NRC CONVENTION: Doing Your Best

An informational session promises help for communities that wish to collect and recycle electronics.

The number and variety of electronics recycling programs that have been piloted by various companies, non-profit entities and municipalities has resulted in a landslide of anecdotal and statistical evidence. Out of these experiences suggestions for best practices have emerged to help govern this burgeoning industry.

Kate Krebs, executive director of the National Recycling Coalition, moderated a session on the topic at the organization’s 22nd Annual Congress and Exhibition. Cara Clore of the Clinton County, Michigan, Department of Waste Management, Pat Nathan of Dell and Katherine Kaplan of the U.S. Environmental Protection Agency made up the panel.

Kaplan’s role in the EPA’s Plug Into Recycling program and Product Producer Environmental Responsibility Team is aiding in the development of an e-cycling infrastructure. In addition, she is helping to determine how to equitably split financial responsibility for e-cycling among all those who benefit from the products.

Currently, the goal of the Plug Into Recycling program is to educate and motivate the public to recycle electronics, Kaplan said, and to create opportunities for electronics recycling. The program, a partnership among the government, retailers, manufacturers and recyclers, provides better results than the individual stakeholders see when working alone, she said.

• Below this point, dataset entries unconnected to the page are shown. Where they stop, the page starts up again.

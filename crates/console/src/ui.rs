use crate::app::{App, Focus};
use crate::theme::Theme;
use crate::views::{actions, contacts, history, modal, toast};
use ratatui::prelude::*;
use ratatui::widgets::Paragraph;

pub fn render(frame: &mut Frame, app: &mut App) {
    let [body_area, footer_area] =
        Layout::vertical([Constraint::Fill(1), Constraint::Length(1)]).areas(frame.area());

    let [contacts_area, right_area] =
        Layout::horizontal([Constraint::Length(32), Constraint::Fill(1)]).areas(body_area);

    let [history_area, actions_area] =
        Layout::vertical([Constraint::Fill(1), Constraint::Length(7)]).areas(right_area);

    contacts::render(frame, app, contacts_area);
    history::render(frame, app, history_area);
    actions::render(frame, app, actions_area);
    render_footer(frame, app, footer_area);

    if let Some(ref m) = app.modal {
        modal::render(frame, m);
    }

    if let Some(t) = app.toasts.current() {
        toast::render(frame, t);
    }
}

fn render_footer(frame: &mut Frame, app: &App, area: Rect) {
    let key_style = Style::new().fg(Theme::TEXT_KEY);
    let desc_style = Style::new().fg(Theme::TEXT_KEY_DESC);

    let spans = match app.focus {
        Focus::Contacts => vec![
            Span::styled(" ↑/↓ ", key_style),
            Span::styled("move  ", desc_style),
            Span::styled("Enter ", key_style),
            Span::styled("open  ", desc_style),
            Span::styled("f ", key_style),
            Span::styled("filter  ", desc_style),
            Span::styled("r ", key_style),
            Span::styled("refresh  ", desc_style),
            Span::styled("Tab ", key_style),
            Span::styled("focus  ", desc_style),
            Span::styled("q ", key_style),
            Span::styled("quit", desc_style),
        ],
        Focus::Search => vec![
            Span::styled(" type ", key_style),
            Span::styled("to search  ", desc_style),
            Span::styled("Esc ", key_style),
            Span::styled("clear  ", desc_style),
            Span::styled("Tab ", key_style),
            Span::styled("focus", desc_style),
        ],
        Focus::Actions => vec![
            Span::styled(" s/n/a/t ", key_style),
            Span::styled("actions  ", desc_style),
            Span::styled("↑/↓/Enter ", key_style),
            Span::styled("vector store  ", desc_style),
            Span::styled("Tab ", key_style),
            Span::styled("focus  ", desc_style),
            Span::styled("q ", key_style),
            Span::styled("quit", desc_style),
        ],
    };

    frame.render_widget(Paragraph::new(Line::from(spans)), area);
}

Data will be collected from four pilot programs in the Northeast, Minnesota, the Mid-Atlantic States and the Pacific Northwest, and fed into a national summit in September 2004, Kaplan said. Kaplan said the pilots draw manufacturers and retailers into the idea of cost sharing, providing flexibility for everyone involved.

Each pilot will approach e-cycling in a slightly different manner. For instance, the program in the Northeast pairs Staples with the Product Stewardship Institute and focuses on providing value to the customer, asking the electronics manufacturers to provide financial support and transportation. The program in the Mid-Atlantic States will focus on a region-wide, government-managed system that is assisted by manufacturers and retailers. The Minnesota program involves episodic parking lot collections with manufacturer assistance, while the program in the Pacific Northwest works with the Take It Back Network to examine the viability of government collections with a retail focus and creative ways to overcome transportation issues.

Dell’s Nathan said that Dell got involved with e-cycling at the EPA’s urging. Just four years ago, the company’s only collection was of leased machines. Now, the company seeks to build an awareness around electronics recycling, she said.

According to Dell’s data, 75 percent of general consumers do not know that recycling is available for electronics, while 68 percent of consumers at the business and public level are unaware that electronics are recyclable.

Nathan said she believes consumers want to do the right thing, but that a public/private partnership is going to be essential to the success of any electronics recycling program.

While Nathan said Dell would like to move away from branded collection events, the company does want to share the knowledge accumulated from the events it has sponsored, ultimately initiating a grant program that would help communities to sponsor events. Dell is currently working with the NRC to develop a guide to best practices in electronics recycling.

Clore, who works with the REAP2 (Recycling Electronics and Pollution Prevention Project), said the project seeks to harmonize market forces to turn the problem of electronics waste into a market advantage. Michigan seems like an unlikely candidate for the establishment of an e-cycling infrastructure; however, Michigan’s Oakland County has the third largest concentration of electronics industries in the U.S., known as Automation Alley, Clore said.

Clore also expressed the importance of partnerships to e-cycling. The project is made up of a consortium of 60 participants that use grants to fund pilot projects to facilitate a state-wide collection infrastructure. REAP2’s goal is to remove impediments to and the inefficiencies in e-cycling and to target toxicity in volume not in product types, she said. The project focused on data collection from 33 collection programs in 2002, developing consistent terminology, cost benchmarks and cost categories, she said.

REAP2 used the data to produce a guide featuring best practices for e-cycling, Clore said. Additional information on the project is available at www.co.oakland.mi.us/reap2/partners/index.html or by contacting Martin Seaman, manager, Oakland County Waste Resource Management Division, at 248-858-1352 or seamanm@co.oakland.mi.us.

The National Recycling Coalition Congress & Exhibition was held in Baltimore Sept. 15-17.